Fiel a sí mismo, no encendería la televisión durante el fin de semana. Puesto que la única alternativa era la biografía de Byron, la resistencia de Patrick a encender el receptor era todavía más notable. Pero se durmió con tanta rapidez (Byron apenas había nacido y el irresponsable padre del futuro poeta aún vivía) que la biografía no le causó dolor alguno.
Por la mañana desayunó en el restaurante informal situado en la planta baja del hotel. La sala le molestaba, sin que supiera por qué. No se debía a los niños. Tal vez había demasiados adultos a quienes parecía molestarles la presencia de los niños. La noche anterior y aquella mañana, precisamente cuando Wallingford no miraba la televisión ni siquiera echaba un vistazo al periódico, el país entero estaba pendiente de una de aquellas noticias en las que se especializaba el canal de los desastres.

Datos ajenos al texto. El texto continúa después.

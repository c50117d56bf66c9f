//! Navigation tabs shown on an accident record.

use serde::{Deserialize, Serialize};

use crate::format::Locale;
use crate::model::EntityId;

/// What the current user may do with accidents.
#[derive(Debug, Clone, Copy, Default)]
pub struct Permissions {
    pub accident_read: bool,
}

/// One navigation link.
#[derive(Debug, Clone, PartialEq, Eq, Serialize)]
pub struct Tab {
    pub url: String,
    pub label: String,
    pub icon: String,
    pub key: String,
}

/// Labels of the four built-in tabs.
#[derive(Debug, Clone, PartialEq, Eq)]
pub struct TabLabels {
    pub card: String,
    pub events: String,
    pub work_stop: String,
    pub metadata: String,
}

impl TabLabels {
    /// The built-in labels of a language.
    pub fn for_locale(locale: &Locale) -> Self {
        let words = locale.words();
        Self {
            card: words.tab_card.to_string(),
            events: words.tab_events.to_string(),
            work_stop: words.tab_work_stop.to_string(),
            metadata: words.tab_metadata.to_string(),
        }
    }
}

/// A tab contributed by configuration.
///
/// `{id}` in the URL is replaced by the accident id.
#[derive(Debug, Clone, Serialize, Deserialize)]
pub struct ExtraTab {
    pub key: String,
    pub label: String,
    pub url: String,
    #[serde(default)]
    pub icon: String,
}

/// Build the tabs of an accident card.
///
/// The four built-in tabs need read permission. Extra tabs follow them
/// whenever the built-in ones are shown.
pub fn accident_tabs(
    accident: EntityId,
    permissions: &Permissions,
    labels: &TabLabels,
    base_url: &str,
    extra: &[ExtraTab],
) -> Vec<Tab> {
    if !permissions.accident_read {
        return Vec::new();
    }

    let base = base_url.trim_end_matches('/');
    let builtin = [
        (
            "accident_card.php?id=",
            &labels.card,
            "fas fa-address-card",
            "accidentCard",
        ),
        (
            "accident_agenda.php?id=",
            &labels.events,
            "fas fa-calendar",
            "accidentAgenda",
        ),
        (
            "accident_attendants.php?id=",
            &labels.work_stop,
            "fas fa-file-signature",
            "accidentWorkStop",
        ),
        (
            "accident_metadata.php?action=create&id=",
            &labels.metadata,
            "fas fa-file-signature",
            "accidentMetadata",
        ),
    ];

    let mut tabs: Vec<Tab> = builtin
        .into_iter()
        .map(|(page, label, icon, key)| Tab {
            url: format!("{base}/{page}{accident}"),
            label: label.clone(),
            icon: icon.to_string(),
            key: key.to_string(),
        })
        .collect();

    tabs.extend(extra.iter().map(|t| Tab {
        url: t.url.replace("{id}", &accident.to_string()),
        label: t.label.clone(),
        icon: t.icon.clone(),
        key: t.key.clone(),
    }));

    tabs
}
//! Organisation types: elements, standards, companies, and their risks.

use serde::{Deserialize, Serialize};

use super::EntityId;

/// A node of the organisational hierarchy (group or work unit).
#[derive(Debug, Clone, Default, Serialize, Deserialize)]
#[serde(default)]
pub struct DigiriskElement {
    pub id: EntityId,
    #[serde(rename = "ref")]
    pub reference: String,
    pub label: String,
    pub parent: Option<EntityId>,
}

/// The root standard record of the organisation.
#[derive(Debug, Clone, Default, Serialize, Deserialize)]
#[serde(default)]
pub struct DigiriskStandard {
    pub id: EntityId,
    #[serde(rename = "ref")]
    pub reference: String,
}

/// A third-party company.
#[derive(Debug, Clone, Default, Serialize, Deserialize)]
#[serde(default)]
pub struct Company {
    pub id: EntityId,
    pub name: String,
}

/// An assessed risk attached to an element.
#[derive(Debug, Clone, Default, Serialize, Deserialize)]
#[serde(default)]
pub struct Risk {
    pub id: EntityId,
    #[serde(rename = "ref")]
    pub reference: String,
    pub fk_element: EntityId,
    pub category: String,
    pub description: String,

    /// Latest evaluation score, 0 to 100.
    pub cotation: u32,

    /// Elements this risk is shared into, besides the one it was
    /// assessed on.
    pub shared_with: Vec<EntityId>,
}

impl Risk {
    /// Cotation level (1 to 4) that selects the document region.
    pub fn level(&self) -> u8 {
        match self.cotation {
            0..=47 => 1,
            48..=50 => 2,
            51..=79 => 3,
            _ => 4,
        }
    }
}
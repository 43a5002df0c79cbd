/// Password hashing, session tokens, and the bearer-token access gate
pub mod auth;
/// Domain-error to HTTP-response mapping
pub mod error_handling;
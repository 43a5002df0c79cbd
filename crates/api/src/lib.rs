//! # TaskDeck API
//!
//! The API crate provides the web server for the TaskDeck to-do service.
//! It defines RESTful endpoints for account registration, login, and
//! per-user to-do management.
//!
//! ## Architecture
//!
//! This crate follows a layered architecture:
//!
//! - **Routes**: Define API endpoints and URL structure
//! - **Handlers**: Implement request processing logic
//! - **Middleware**: Provide cross-cutting concerns like the access gate and
//!   error mapping
//! - **Config**: Handle environment and application configuration
//!
//! The API uses Axum as the web framework and SQLx for database interactions.
//! Every `/todos` route and the identity route pass through the bearer-token
//! access gate before any handler executes.

/// Configuration module for API settings
pub mod config;
/// Request handlers that implement business logic
pub mod handlers;
/// Middleware for authentication and error handling
pub mod middleware;
/// Route definitions and API endpoint structure
pub mod routes;

use std::sync::Arc;

use axum::Router;
use eyre::Result;
use sqlx::PgPool;
use tokio::net::TcpListener;
use tracing::info;
use tracing_subscriber::FmtSubscriber;

use crate::middleware::auth::TokenAuth;

/// Shared application state that is accessible to all request handlers.
///
/// Process-wide dependencies are injected here at startup and passed
/// explicitly through the request-handling context; handler logic never
/// reads ambient global state.
pub struct ApiState {
    /// PostgreSQL connection pool for database operations
    pub db_pool: PgPool,
    /// Session token issuer/verifier, keyed with the process-wide secret
    pub tokens: TokenAuth,
}

/// Starts the API server with the provided configuration and database
/// connection pool.
pub async fn start_server(config: config::ApiConfig, db_pool: PgPool) -> Result<()> {
    // Initialize tracing for logging
    let subscriber = FmtSubscriber::builder()
        .with_max_level(config.log_level)
        .finish();
    tracing::subscriber::set_global_default(subscriber)?;

    // Create shared state with dependencies
    let state = Arc::new(ApiState {
        db_pool,
        tokens: TokenAuth::new(config.jwt_secret.as_bytes()),
    });

    // Build the application router with all routes
    let app = Router::new()
        // Health check endpoints
        .merge(routes::health::routes())
        // Registration, login, and identity endpoints
        .merge(routes::auth::routes())
        // To-do CRUD endpoints (bearer-token gated)
        .merge(routes::todo::routes())
        // Attach shared state to all routes
        .with_state(state);

    // Apply CORS configuration if origins are specified
    let app = if let Some(origins) = &config.cors_origins {
        let cors = tower_http::cors::CorsLayer::new()
            .allow_methods([
                axum::http::Method::GET,
                axum::http::Method::POST,
                axum::http::Method::PATCH,
                axum::http::Method::DELETE,
                axum::http::Method::OPTIONS,
            ])
            .allow_headers([
                axum::http::header::CONTENT_TYPE,
                axum::http::header::AUTHORIZATION,
                axum::http::header::ACCEPT,
            ])
            .allow_origin(
                origins
                    .iter()
                    .map(|origin| origin.parse().unwrap())
                    .collect::<Vec<_>>(),
            )
            .allow_credentials(true);

        app.layer(cors)
    } else {
        app
    };

    // Add request timeout middleware
    let app = app.layer(tower_http::timeout::TimeoutLayer::new(
        std::time::Duration::from_secs(config.request_timeout),
    ));

    // Start the HTTP server
    let addr = config.server_addr();
    let listener = TcpListener::bind(&addr).await?;
    info!("Server listening on http://{}", addr);
    axum::serve(listener, app).await?;

    Ok(())
}
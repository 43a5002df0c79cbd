use thiserror::Error;

/// Domain error for the TaskDeck service.
///
/// Every handler failure path maps into exactly one of these variants; the
/// API crate translates each variant to an HTTP status. The message carried
/// by the caller-fault variants is the externally visible one, so it must
/// never contain internal detail.
#[derive(Error, Debug)]
pub enum TaskError {
    #[error("{0}")]
    NotFound(String),

    #[error("{0}")]
    Validation(String),

    #[error("{0}")]
    Authentication(String),

    #[error("{0}")]
    Authorization(String),

    #[error("{0}")]
    Conflict(String),

    #[error("database error: {0}")]
    Database(#[from] eyre::Report),

    #[error("internal error: {0}")]
    Internal(#[from] Box<dyn std::error::Error + Send + Sync>),
}

pub type TaskResult<T> = Result<T, TaskError>;
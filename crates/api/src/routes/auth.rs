use axum::{
    routing::{get, post},
    Router,
};
use std::sync::Arc;

use crate::{handlers, ApiState};

pub fn routes() -> Router<Arc<ApiState>> {
    Router::new()
        .route("/auth/register", post(handlers::auth::register))
        .route("/auth/login", post(handlers::auth::login))
        .route("/auth/me", get(handlers::auth::me))
}
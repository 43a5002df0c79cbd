use axum::{
    extract::{rejection::JsonRejection, Path, State},
    Json,
};
use std::sync::Arc;
use taskdeck_core::{
    errors::TaskError,
    models::{
        todo::{validate_todo_text, CreateTodoRequest, Todo, UpdateTodoRequest},
        Envelope, MessageResponse,
    },
};
use uuid::Uuid;

use crate::{
    middleware::{auth::AuthUser, error_handling::AppError},
    ApiState,
};

#[axum::debug_handler]
pub async fn list_todos(
    State(state): State<Arc<ApiState>>,
    caller: AuthUser,
) -> Result<Json<Envelope<Vec<Todo>>>, AppError> {
    let todos = taskdeck_db::repositories::todo::list_todos_by_owner(&state.db_pool, caller.id)
        .await
        .map_err(TaskError::Database)?;

    Ok(Json(Envelope::new(
        todos.into_iter().map(Todo::from).collect(),
    )))
}

#[axum::debug_handler]
pub async fn create_todo(
    State(state): State<Arc<ApiState>>,
    caller: AuthUser,
    payload: Result<Json<CreateTodoRequest>, JsonRejection>,
) -> Result<Json<Envelope<Todo>>, AppError> {
    let Json(payload) =
        payload.map_err(|_| TaskError::Validation("To-do text is required".to_string()))?;

    let text = validate_todo_text(&payload.text).map_err(TaskError::Validation)?;

    let todo = taskdeck_db::repositories::todo::create_todo(&state.db_pool, caller.id, &text)
        .await
        .map_err(TaskError::Database)?;

    Ok(Json(Envelope::new(todo.into())))
}

#[axum::debug_handler]
pub async fn update_todo(
    State(state): State<Arc<ApiState>>,
    caller: AuthUser,
    Path(id): Path<Uuid>,
    payload: Result<Json<UpdateTodoRequest>, JsonRejection>,
) -> Result<Json<Envelope<Todo>>, AppError> {
    let Json(payload) = payload
        .map_err(|_| TaskError::Validation("The completed field must be a boolean".to_string()))?;

    // A wrong id and another owner's id both read as a plain not-found, so
    // the response never confirms a foreign item exists
    let todo = taskdeck_db::repositories::todo::set_completed(
        &state.db_pool,
        id,
        caller.id,
        payload.completed,
    )
    .await
    .map_err(TaskError::Database)?
    .ok_or_else(|| TaskError::NotFound("To-do not found".to_string()))?;

    Ok(Json(Envelope::new(todo.into())))
}

#[axum::debug_handler]
pub async fn delete_todo(
    State(state): State<Arc<ApiState>>,
    caller: AuthUser,
    Path(id): Path<Uuid>,
) -> Result<Json<MessageResponse>, AppError> {
    let deleted = taskdeck_db::repositories::todo::delete_todo(&state.db_pool, id, caller.id)
        .await
        .map_err(TaskError::Database)?;

    if !deleted {
        return Err(TaskError::NotFound("To-do not found".to_string()).into());
    }

    Ok(Json(MessageResponse {
        message: "To-do deleted".to_string(),
    }))
}
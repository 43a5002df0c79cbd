//! # Error Handling Middleware
//!
//! This module provides a standardized way to handle errors in the TaskDeck
//! API. It maps domain-specific errors to appropriate HTTP status codes and
//! JSON error responses, ensuring a consistent error envelope across the
//! entire API.
//!
//! Store and infrastructure failures are logged with full detail server-side
//! and surface externally as a generic message only.

use axum::{
    http::StatusCode,
    response::{IntoResponse, Response},
    Json,
};
use serde_json::json;
use taskdeck_core::errors::TaskError;

/// Application error wrapper that provides HTTP status code mapping.
///
/// `AppError` wraps domain-specific `TaskError` instances and implements
/// `IntoResponse` to convert them into HTTP responses with appropriate
/// status codes and `{ "error": ... }` JSON payloads.
#[derive(Debug)]
pub struct AppError(pub TaskError);

impl IntoResponse for AppError {
    fn into_response(self) -> Response {
        // Map error types to HTTP status codes
        let status = match &self.0 {
            TaskError::NotFound(_) => StatusCode::NOT_FOUND,
            TaskError::Validation(_) => StatusCode::BAD_REQUEST,
            TaskError::Authentication(_) => StatusCode::UNAUTHORIZED,
            TaskError::Authorization(_) => StatusCode::FORBIDDEN,
            TaskError::Conflict(_) => StatusCode::CONFLICT,
            TaskError::Database(_) | TaskError::Internal(_) => {
                StatusCode::INTERNAL_SERVER_ERROR
            }
        };

        // Internal failure detail stays server-side
        let message = if status == StatusCode::INTERNAL_SERVER_ERROR {
            tracing::error!("Request failed: {:?}", self.0);
            "Internal server error".to_string()
        } else {
            self.0.to_string()
        };

        // Combine status code and JSON body into a response
        let body = Json(json!({ "error": message }));
        (status, body).into_response()
    }
}

/// Automatic conversion from TaskError to AppError.
///
/// This implementation allows using the `?` operator with functions that
/// return `Result<T, TaskError>` in handlers returning `Result<T, AppError>`.
impl From<TaskError> for AppError {
    fn from(err: TaskError) -> Self {
        AppError(err)
    }
}

/// Automatic conversion from eyre::Report to AppError.
///
/// Infrastructure reports are treated as store failures: 500 externally,
/// full detail logged.
impl From<eyre::Report> for AppError {
    fn from(err: eyre::Report) -> Self {
        AppError(TaskError::Database(err))
    }
}

/// Maps a TaskError to an HTTP response.
pub fn map_error(err: TaskError) -> Response {
    AppError(err).into_response()
}
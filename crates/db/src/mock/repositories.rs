use mockall::mock;
use uuid::Uuid;

use crate::models::{DbTodo, DbUser};

// Mock repositories for testing. Signatures mirror the real repository
// functions; `&'static str` stands in for borrowed text so mockall
// expectations can match on it.
mock! {
    pub UserRepo {
        pub async fn create_user(
            &self,
            email: &'static str,
            password_hash: &'static str,
        ) -> eyre::Result<DbUser>;

        pub async fn get_user_by_email(
            &self,
            email: &'static str,
        ) -> eyre::Result<Option<DbUser>>;

        pub async fn get_user_by_id(
            &self,
            id: Uuid,
        ) -> eyre::Result<Option<DbUser>>;
    }
}

mock! {
    pub TodoRepo {
        pub async fn create_todo(
            &self,
            user_id: Uuid,
            text: &'static str,
        ) -> eyre::Result<DbTodo>;

        pub async fn list_todos_by_owner(
            &self,
            user_id: Uuid,
        ) -> eyre::Result<Vec<DbTodo>>;

        pub async fn set_completed(
            &self,
            id: Uuid,
            user_id: Uuid,
            completed: bool,
        ) -> eyre::Result<Option<DbTodo>>;

        pub async fn delete_todo(
            &self,
            id: Uuid,
            user_id: Uuid,
        ) -> eyre::Result<bool>;
    }
}
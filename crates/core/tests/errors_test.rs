use std::error::Error;
use taskdeck_core::errors::{TaskError, TaskResult};

#[test]
fn test_task_error_display() {
    let not_found = TaskError::NotFound("To-do not found".to_string());
    let validation = TaskError::Validation("To-do text must not be empty".to_string());
    let authentication = TaskError::Authentication("Invalid email or password".to_string());
    let authorization = TaskError::Authorization("Invalid authentication token".to_string());
    let conflict = TaskError::Conflict("An account with this email already exists".to_string());

    // Caller-fault variants surface their message verbatim; that message is
    // the externally visible one
    assert_eq!(not_found.to_string(), "To-do not found");
    assert_eq!(validation.to_string(), "To-do text must not be empty");
    assert_eq!(authentication.to_string(), "Invalid email or password");
    assert_eq!(authorization.to_string(), "Invalid authentication token");
    assert_eq!(
        conflict.to_string(),
        "An account with this email already exists"
    );
}

#[test]
fn test_infrastructure_error_display() {
    let database = TaskError::Database(eyre::eyre!("connection refused"));
    let internal = TaskError::Internal(Box::new(std::io::Error::new(
        std::io::ErrorKind::Other,
        "broken pipe",
    )));

    assert!(database.to_string().starts_with("database error:"));
    assert!(internal.to_string().starts_with("internal error:"));
}

#[test]
fn test_task_result() {
    let result: TaskResult<i32> = Ok(42);
    assert_eq!(result.unwrap(), 42);

    let result: TaskResult<i32> = Err(TaskError::NotFound("Not found".to_string()));
    assert!(result.is_err());
}

#[test]
fn test_from_eyre_report() {
    let report = eyre::eyre!("pool exhausted");
    let task_error = TaskError::from(report);

    assert!(matches!(task_error, TaskError::Database(_)));
}

#[test]
fn test_box_error_conversion() {
    let io_error = std::io::Error::new(std::io::ErrorKind::Other, "IO error");
    let boxed_error: Box<dyn Error + Send + Sync> = Box::new(io_error);
    let task_error = TaskError::Internal(boxed_error);

    assert!(task_error.source().is_some());
    assert!(task_error.to_string().contains("IO error"));
}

La avioneta de John Kennedy hijo había desaparecido, y parecía ser que había caído al océano. Pero no había nada que ver, y lo que salía una y otra vez en la pantalla era la imagen del pequeño Kennedy en el cortejo fúnebre de su padre. Allí estaba John hijo, un niño de tres años con pantalones cortos, saludando marcialmente al féretro de su padre, tal como su madre, susurrándole al oído, le había dicho que lo hiciera sólo unos segundos antes. Más adelante Wallingford se diría que esa imagen podría considerarse el momento representativo del siglo más próspero de Estados Unidos, un siglo que también había muerto, aunque sigamos comercializándolo.